Pastor Hopkins preached this sermon on the fourteenth Sunday after Trinity 9/13/2020. The service was broadcast live on Facebook at 11am, and is now available on the FLC youtube channel. To follow along from home, the bulletin is available as a PDF: Trinity14 Bulletin
The text for the sermon was the day’s gospel lesson. To read the Bible texts for the fourteenth Sunday after Trinity, click here.
You might know what it’s like to be really sick. It can do the very worst things to us. It’s not just the physical pain, but also, the mental anguish, which makes you ask – Why me? – and the spiritual isolation, which lets you think– Nobody knows what I’m going through. Creating distance between us and others – and us and God – as life, for a time, loses its luster.
Being really sick reminds us that we are fragile, and limited, and vulnerable – and so very much alone. So, when we are sick, all we want to do is get back to normal. That’s how it is for the ten lepers this morning.
Here are ten men who have lost everything. Because they are sick, and contagious, they’ve been pushed out of their families, and their hometowns, and their religion.
It’s not stretching too far to say that these ten men are dead to the world around them – and even feel dead to themselves.
As they walk along the border of Samaria and Galilee this morning, they bump into another social and religious outcast, another homeless man on the borders of life, another dying man named – Jesus of Nazareth.
As Messiah, he has set his face toward Jerusalem, and he is going up to die. In a very real sense, Jesus is one of them.
But in another sense, he’s not – and we can hear it in their cries. “Jesus, Master, have mercy on us.”
If he were just Jesus the Man, they’d settle for scraps, enough to sustain them for another day, and put off death for a bit longer. But since he is Jesus the Master, they hope he offers more. They even suspect he’s the sort of Master who can get them back to normal.
And for nine of them, he does. “Go and show yourselves to the priests.” The priests are the ones who can give them their old lives back, and let them go home again. And as they go, Jesus is good to his Word, and those nine lepers are cleansed and healed.
And from this story, we have every sense, that they just kept going, all the way to the temple – and, that as they went, their pain and anguish and isolation melted away, and later that night, or maybe next week, they got their wish, and they went home to families and friends and synagogue – they went back – to normal.
And – what a shame that was – because our Lord had come to them – and comes to you – offering so much more than normal.
We see what’s possible in leper number ten. For him, the cure never made much sense.
Yes, he too got his skin back, but even if he made it to the temple door, they’d never let him in – he was a Samaritan, so even with clean skin, he was still considered an outcast – unfit, and unholy – and far from the glory of God.
What number ten needs is another sort of Temple, a place to worship where he’d be welcomed and forgiven and be fully alive.
This is exactly what he’s given in the flesh and blood of Jesus the Christ.

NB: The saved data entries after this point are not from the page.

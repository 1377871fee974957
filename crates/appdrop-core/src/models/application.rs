use serde::{Deserialize, Serialize};

use super::EntityId;
use crate::package::file_extension;

/// Application record returned by `/API/mam/apps/search`.
///
/// Only used to classify an upload; never persisted.
#[derive(Debug, Clone, Serialize, Deserialize)]
pub struct ExistingApplication {
    #[serde(rename = "ApplicationName")]
    pub application_name: String,
    #[serde(rename = "ApplicationFileName", alias = "FileName", default)]
    pub file_name: String,
    #[serde(rename = "AppVersion", alias = "ActualFileVersion", default)]
    pub version: String,
    #[serde(rename = "BundleId", default)]
    pub bundle_id: String,
    #[serde(rename = "Id", default)]
    pub id: Option<EntityId>,
}

impl ExistingApplication {
    pub fn extension(&self) -> &str {
        file_extension(&self.file_name)
    }
}

/// Application search response envelope (one page).
#[derive(Debug, Clone, Default, Serialize, Deserialize)]
pub struct AppSearchResponse {
    #[serde(rename = "Application", default)]
    pub applications: Vec<ExistingApplication>,
    #[serde(rename = "Page", default)]
    pub page: u32,
    #[serde(rename = "PageSize", default)]
    pub page_size: u32,
    #[serde(rename = "Total", default)]
    pub total: u64,
}
use serde::{Deserialize, Serialize};

use crate::config::OrganizationGroupRef;

/// Numeric identifier wrapper used by the API (`{"Value": 570}`).
#[derive(Debug, Clone, Copy, PartialEq, Eq, Serialize, Deserialize)]
pub struct EntityId {
    #[serde(rename = "Value")]
    pub value: i64,
}

/// Organization group as returned by `/API/system/groups/search`.
#[derive(Debug, Clone, Serialize, Deserialize)]
pub struct OrganizationGroup {
    #[serde(rename = "Id")]
    pub id: EntityId,
    #[serde(rename = "Uuid", default)]
    pub uuid: String,
    #[serde(rename = "Name")]
    pub name: String,
    #[serde(rename = "GroupId", default)]
    pub group_id: Option<String>,
    #[serde(rename = "Country", default)]
    pub country: Option<String>,
}

impl OrganizationGroup {
    /// One-line label used when the operator has to pick a group.
    pub fn label(&self) -> String {
        format!(
            "{} (id {}, {}){}",
            self.name,
            self.id.value,
            self.group_id.as_deref().unwrap_or("-"),
            self.country
                .as_deref()
                .map(|c| format!(" [{}]", c))
                .unwrap_or_default()
        )
    }
}

impl From<&OrganizationGroup> for OrganizationGroupRef {
    fn from(group: &OrganizationGroup) -> Self {
        OrganizationGroupRef {
            id: group.id.value,
            uuid: group.uuid.clone(),
            name: group.name.clone(),
        }
    }
}

/// Group search response envelope.
#[derive(Debug, Clone, Default, Serialize, Deserialize)]
pub struct GroupSearchResponse {
    #[serde(rename = "LocationGroups", default)]
    pub location_groups: Vec<OrganizationGroup>,
    #[serde(rename = "Total", default)]
    pub total: u64,
}

#[cfg(test)]
mod tests {
    use super::*;

    #[test]
    fn parses_group_search_envelope() {
        let body = r#"{
            "LocationGroups": [
                {"Id": {"Value": 570}, "Uuid": "6f1d", "Name": "Corp", "GroupId": "corp", "Country": "Belgium"},
                {"Id": {"Value": 571}, "Name": "Corp Labs"}
            ],
            "Page": 0,
            "PageSize": 500,
            "Total": 2
        }"#;
        let parsed: GroupSearchResponse = serde_json::from_str(body).unwrap();
        assert_eq!(parsed.total, 2);
        assert_eq!(parsed.location_groups[0].id.value, 570);
        assert_eq!(parsed.location_groups[1].uuid, "");
        assert_eq!(
            parsed.location_groups[0].label(),
            "Corp (id 570, corp) [Belgium]"
        );

        let selected = OrganizationGroupRef::from(&parsed.location_groups[0]);
        assert_eq!(selected.id, 570);
        assert_eq!(selected.uuid, "6f1d");
    }
}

For number ten, this isn’t just a healing, it’s a resurrection from the dead. verse 19
Yes, like the others, his skin begins to glow as he walks away. But he’s the only one who sees that Jesus doesn’t ever stop at normal. Normal life just prolongs our dying. When it finally goes on long enough, normal life will kill us. So he turns and returns to Jesus – and, as you surely know – to turn and return is repentance – and then he falls down on his face, at Jesus’ feet, giving thanks for his new life – and he glorifies God – the way the saints and angels do in heaven, when they stand in God’s presence and see his glory – and here, Isaiah’s prophecy – that all flesh – everybody, everywhere – will see the glory of the Lord together (Isaiah 40:6) – is fulfilled when this sick, broken, Samaritan sees Jesus, his new Temple, the location where God’s glory can be seen by everyone – and by us too.
When we are troubled or sick, the danger, and the sin, is that we, like the nine, will trap Jesus inside our own limited expectations, and settle for nothing more than normal.
But our joy is in being leper number ten, seeing the glory of God if the flesh and blood of Jesus, whether it touches us with words of Scripture or Absolution or Baptism or the Holy Supper.
In Word and Sacrament, we see what Moses saw in the burning bush, what Israel saw in the pillar of cloud by day and the fire by night, what Isaiah saw when he was lifted up to heaven, what the shepherds saw in the manger, and what Peter and James and John saw at the Transfiguration – a glimpse of our Lord’s heavenly glory, come now to heal us as well.
From start to finish, the Liturgy is – turn and return – for us, the joy of those restored, the faith of those resurrected, so we too can sing with saints and angels, Glory to the Father, and to the Son, and to the Holy Spirit, with thanks for the new Temple, the Savior Jesus Christ, and his divine gift of life, given and received here today.